Sanofi, GSK kick off Phase III trial for Covid-19 shot
France's Sanofi and Britain's GlaxoSmithKline launched a late-stage human trial
France's Sanofi and Britain's GlaxoSmithKline launched a late-stage human trial for a recombinant Covid-19 vaccine candidate on Thursday which they hope to get approved by the end of 2021.
The study initiated by Sanofi and GSK is one of the first late-stage trials that combines tests for boosters and variants, as drugmakers adapt their strategies to deal with an evolving coronavirus.

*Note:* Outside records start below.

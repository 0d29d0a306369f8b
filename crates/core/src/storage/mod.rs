//! Print-job file storage.
//!
//! Order attachments are persisted to an S3-compatible object store (Cloudflare
//! R2, AWS S3, MinIO); QR codes and chat attachments go to the local
//! filesystem. Callers get back a [`FileDescriptor`] and hand it back for
//! access and deletion.
//!
//! # Architecture
//!
//! ```text
//! ┌─────────────────────────────────────────────────────────────────┐
//! │                        StorageManager                            │
//! │      save_file / save_multiple_files / get_file_access / ...     │
//! ├──────────────────────────────────┬──────────────────────────────┤
//! │ ObjectStoreClient (ORDER)        │ LocalFsAdapter (QR, CHAT)    │
//! │  UploadPolicy -> direct | parts  │  <dir>/<millis>-<i>-<name>   │
//! │  MultipartSession, presign       │  OpenDAL fs                  │
//! ├──────────────────────────────────┤                              │
//! │ ObjectStore: S3 | Memory         │                              │
//! └──────────────────────────────────┴──────────────────────────────┘
//! ```

mod config;
mod error;
mod keys;
mod local;
mod manager;
pub mod remote;
mod strategy;
mod types;

#[cfg(test)]
mod strategy_props;

pub use config::{RemoteConfig, StorageConfig, object_url};
pub use error::StorageError;
pub use keys::{basename, order_file_key, order_file_key_at, sanitize_filename};
pub use local::LocalFsAdapter;
pub use manager::StorageManager;
#[cfg(any(test, feature = "test-util"))]
pub use remote::MemoryObjectStore;
pub use remote::{
    CompletedPart, ContentDisposition, ObjectStore, ObjectStoreClient, PresignedPart,
    PresignedUploadPlan, RemoteStore, S3ObjectStore, UploadResult,
};
pub use strategy::{PartRange, UploadPlan, UploadPolicy, UploadStrategy};
pub use types::{
    AccessType, BatchDeleteResult, BatchFailure, BatchOutcome, BatchResult, FailedDelete,
    FileAccess, FileCategory, FileDescriptor, PendingFile, PresignedUrl, ResolvedAccess,
    SaveMetadata, StorageType, UploadFile,
};
use super::multipart::{MultipartSession, validate_part_list};
use super::store::{CompletedPart, ObjectHead, ObjectStore, PresignRequest};
use crate::storage::config::{StorageConfig, object_url};
use crate::storage::error::StorageError;
use crate::storage::keys::order_file_key;
use crate::storage::strategy::{UploadPlan, UploadPolicy, UploadStrategy};
use crate::storage::types::{BatchDeleteResult, FailedDelete, PendingFile, PresignedUrl};

/// Result of a completed transfer.
#[derive(Debug, Clone, PartialEq, Eq, Serialize)]
#[serde(rename_all = "camelCase")]
pub struct UploadResult {
    /// Object key.
    pub key: String,
    /// Bucket.
    pub bucket: String,
    /// Public object URL.
    pub url: String,
    /// Strategy used.
    #[serde(skip)]
    pub strategy: UploadStrategy,
    /// Number of parts (1 for direct).
    pub total_parts: u32,
}

/// `Content-Disposition` a download URL should force.
#[derive(Debug, Clone, Copy, PartialEq, Eq)]
pub enum ContentDisposition {
    /// Force a download.
    Attachment,
    /// Render in the browser.
    Inline,
}

/// Presigned URL for one multipart part.
#[derive(Debug, Clone, PartialEq, Eq, Serialize)]
#[serde(rename_all = "camelCase")]
pub struct PresignedPart {
    /// 1-based part number.
    pub part_number: u32,
    /// Byte range the uploader must send in this part.
    pub byte_range: Range<u64>,
    /// PUT URL.
    pub upload_url: PresignedUrl,
}

/// Direct-upload instructions for one pending file.
#[derive(Debug, Clone, PartialEq, Eq, Serialize)]
#[serde(tag = "uploadType", rename_all = "camelCase")]
pub enum PresignedUploadPlan {
    /// One PUT of the whole file.
    #[serde(rename_all = "camelCase")]
    Direct {
        /// Original filename.
        filename: String,
        /// Object key.
        key: String,
        /// Declared size.
        size: u64,
        /// PUT URL.
        upload_url: PresignedUrl,
    },
    /// One PUT per part, then a completion call with the collected ETags.
    #[serde(rename_all = "camelCase")]
    Multipart {
        /// Original filename.
        filename: String,
        /// Object key.
        key: String,
        /// Declared size.
        size: u64,
        /// Multipart transaction to complete or abort.
        upload_id: String,
        /// Part size.
        part_size: u64,
        /// Number of parts.
        total_parts: u32,
        /// Per-part URLs in ascending order.
        parts: Vec<PresignedPart>,
    },
}

impl PresignedUploadPlan {
    /// Object key.
    #[must_use]
    pub fn key(&self) -> &str {
        match self {
            Self::Direct { key, .. } | Self::Multipart { key, .. } => key,
        }
    }

    /// Multipart upload ID, if any.
    #[must_use]
    pub fn upload_id(&self) -> Option<&str> {
        match self {
            Self::Direct { .. } => None,
            Self::Multipart { upload_id, .. } => Some(upload_id),
        }
    }
}

/// Client over an [`ObjectStore`], owning every multipart transaction it starts.
#[derive(Debug)]
pub struct ObjectStoreClient<S> {
    store: S,
    policy: UploadPolicy,
    public_base_url: Option<String>,
    upload_ttl: Duration,
    download_ttl: Duration,
    print_ttl: Duration,
    delete_batch_size: usize,
    presign_concurrency: usize,
}
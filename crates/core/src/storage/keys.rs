//! Object key naming for order files.
//!
//! Keys are laid out as
//! `orders/<year>/<month>/order-<order_id>/<unix_millis>-<sanitized_filename>`
//! so listings stay bounded per month and per order.

use std::fmt::Display;

use chrono::{DateTime, Datelike, Utc};

/// Generate the object key for an order file using the current time.
#[must_use]
pub fn order_file_key(order_id: impl Display, original_filename: &str) -> String {
    order_file_key_at(order_id, original_filename, Utc::now())
}

/// Generate the object key for an order file at a given instant.
#[must_use]
pub fn order_file_key_at(
    order_id: impl Display,
    original_filename: &str,
    at: DateTime<Utc>,
) -> String {
    format!(
        "orders/{}/{:02}/order-{}/{}-{}",
        at.year(),
        at.month(),
        order_id,
        at.timestamp_millis(),
        sanitize_filename(original_filename)
    )
}

/// Last path segment of a key or path.
#[must_use]
pub fn basename(key: &str) -> &str {
    key.rsplit('/').next().unwrap_or(key)
}

/// Sanitize filename for storage keys and local paths.
///
/// Only ASCII alphanumerics, dots and hyphens survive; everything else,
/// including path separators, becomes `_`.
#[must_use]
pub fn sanitize_filename(filename: &str) -> String {
    filename
        .chars()
        .map(|c| {
            if c.is_ascii_alphanumeric() || c == '.' || c == '-' {
                c
            } else {
                '_'
            }
        })
        .collect()
}
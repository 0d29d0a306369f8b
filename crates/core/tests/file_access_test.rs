//! Round-trip tests: save a file, resolve it for access, fetch the bytes back.

#![allow(clippy::cast_possible_truncation)]

use printeasy_core::storage::{
    AccessType, FileAccess, FileCategory, MemoryObjectStore, ObjectStoreClient, SaveMetadata,
    StorageConfig, StorageManager, StorageType, UploadFile, UploadPolicy,
};
use rstest::rstest;
use tempfile::TempDir;

fn manager() -> (TempDir, StorageManager<MemoryObjectStore>) {
    let dir = TempDir::new().unwrap();
    let config = StorageConfig::default()
        .with_local_root(dir.path())
        .with_upload_policy(UploadPolicy {
            multipart_threshold: 64,
            part_size: 16,
            max_concurrent_parts: 3,
        });
    let client = ObjectStoreClient::new(MemoryObjectStore::new("print-jobs"), &config);
    let manager = StorageManager::new(client.into(), &config).unwrap();
    (dir, manager)
}

fn fetch(manager: &StorageManager<MemoryObjectStore>, access: &FileAccess) -> Vec<u8> {
    match access {
        FileAccess::Url(presigned) => manager
            .remote()
            .unwrap()
            .store()
            .fetch(&presigned.url)
            .unwrap()
            .to_vec(),
        FileAccess::Path(path) => std::fs::read(path).unwrap(),
    }
}

#[rstest]
#[case::direct(10)]
#[case::at_threshold(64)]
#[case::multipart(200)]
#[tokio::test]
async fn test_order_file_round_trip(#[case] size: usize) {
    let (_dir, manager) = manager();
    let bytes: Vec<u8> = (0..size).map(|i| (i % 251) as u8).collect();
    let file = UploadFile::new("Final Report.pdf", "application/pdf", bytes.clone());

    let descriptor = manager
        .save_file(&file, FileCategory::Order, &SaveMetadata::for_order("55"))
        .await
        .unwrap();
    assert_eq!(descriptor.storage_type, StorageType::Remote);

    for access_type in [AccessType::Download, AccessType::View, AccessType::Print] {
        let access = manager
            .get_file_access(&descriptor, access_type)
            .await
            .unwrap();
        assert_eq!(fetch(&manager, &access), bytes);
    }
}

#[tokio::test]
async fn test_download_and_inline_dispositions_differ() {
    let (_dir, manager) = manager();
    let file = UploadFile::new("a.pdf", "application/pdf", &b"%PDF-1.7"[..]);
    let descriptor = manager
        .save_file(&file, FileCategory::Order, &SaveMetadata::for_order("1"))
        .await
        .unwrap();

    let download = manager
        .get_file_access(&descriptor, AccessType::Download)
        .await
        .unwrap()
        .location();
    let view = manager
        .get_file_access(&descriptor, AccessType::View)
        .await
        .unwrap()
        .location();
    let print = manager
        .get_file_access(&descriptor, AccessType::Print)
        .await
        .unwrap()
        .location();

    assert!(download.contains("attachment; filename=\"a.pdf\""));
    for inline in [&view, &print] {
        assert!(inline.contains("inline; filename=\"a.pdf\""));
        assert!(inline.contains("response-content-type=application/pdf"));
    }
}

#[tokio::test]
async fn test_local_file_round_trip() {
    let (_dir, manager) = manager();
    let file = UploadFile::new("hello.txt", "text/plain", &b"hello"[..]);

    let descriptor = manager
        .save_file(&file, FileCategory::Chat, &SaveMetadata::default())
        .await
        .unwrap();
    let access = manager
        .get_file_access(&descriptor, AccessType::Download)
        .await
        .unwrap();

    assert!(matches!(access, FileAccess::Path(_)));
    assert_eq!(fetch(&manager, &access), b"hello");
    assert_eq!(manager.read_file(&descriptor).await.unwrap().as_ref(), b"hello");
}

#[tokio::test]
async fn test_batch_urls_drop_unresolvable_files() {
    let (_dir, manager) = manager();
    let mut descriptors = Vec::new();
    for i in 0..20 {
        let file = UploadFile::new(format!("f{i}.pdf"), "application/pdf", vec![1, 2, 3]);
        descriptors.push(
            manager
                .save_file(&file, FileCategory::Order, &SaveMetadata::for_order("9"))
                .await
                .unwrap(),
        );
    }
    let removed = descriptors[4].clone();
    assert!(manager.delete_file(&removed).await);

    let resolved = manager
        .get_batch_urls(&descriptors, AccessType::View)
        .await;

    assert_eq!(resolved.len(), 19);
    assert!(resolved.iter().all(|r| r.id != removed.filename));
}

#[tokio::test]
async fn test_delete_files_across_backends() {
    let (_dir, manager) = manager();
    let remote = manager
        .save_file(
            &UploadFile::new("a.pdf", "application/pdf", &b"a"[..]),
            FileCategory::Order,
            &SaveMetadata::for_order("3"),
        )
        .await
        .unwrap();
    let local = manager
        .save_file(
            &UploadFile::new("qr.png", "image/png", &b"q"[..]),
            FileCategory::Qr,
            &SaveMetadata::default(),
        )
        .await
        .unwrap();
    manager
        .remote()
        .unwrap()
        .store()
        .fail_delete(remote.storage_key_or_path.clone());

    let result = manager.delete_files(&[remote.clone(), local.clone()]).await;

    assert_eq!(result.success, vec![local.storage_key_or_path]);
    assert_eq!(result.failed.len(), 1);
    assert_eq!(result.failed[0].key, remote.storage_key_or_path);
    assert!(!manager.delete_file(&remote).await);
}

The two drugmakers, which earlier this month reported positive interim results, confirmed their double-blind, placebo-controlled, phase III study would include more than 35,000 adults in the United States, Asia, Africa, and Latin America.
"In a two-stage approach, the study will initially investigate the efficacy of a vaccine formulation targeting the original virus, while a second stage will evaluate a second formulation targeting the B.1.351 virus," Sanofi said.
The virus lineage known as B.1.351 was first detected in South Africa.
"Recent scientific evidence shows that antibodies created against the B.1.351 variant may provide broad cross-protection against other more transmissible variants," Sanofi said.
"The design of the Phase III, conducted across a broad diversity of geographies, also allows evaluation of the efficacy of the candidate against a variety of circulating variants," the French drugmaker added in a statement.
Sanofi also confirmed it would begin clinical studies in the coming weeks to assess the efficacy of the vaccine as a booster, regardless of what vaccine a subject may have received first.
The logo of Sanofi is seen at the company's headquarters in Paris, France, April 24, 2020. REUTERS/Charles Platiau/File Photo
Pending a positive phase III outcome, the vaccine could be approved in the fourth quarter after it was initially targeted for the first half of the year before a setback.
Sanofi and GSK were forced to restart their trial in December when the vaccine showed a low immune response in older adults as a result of a weak antigen formulation.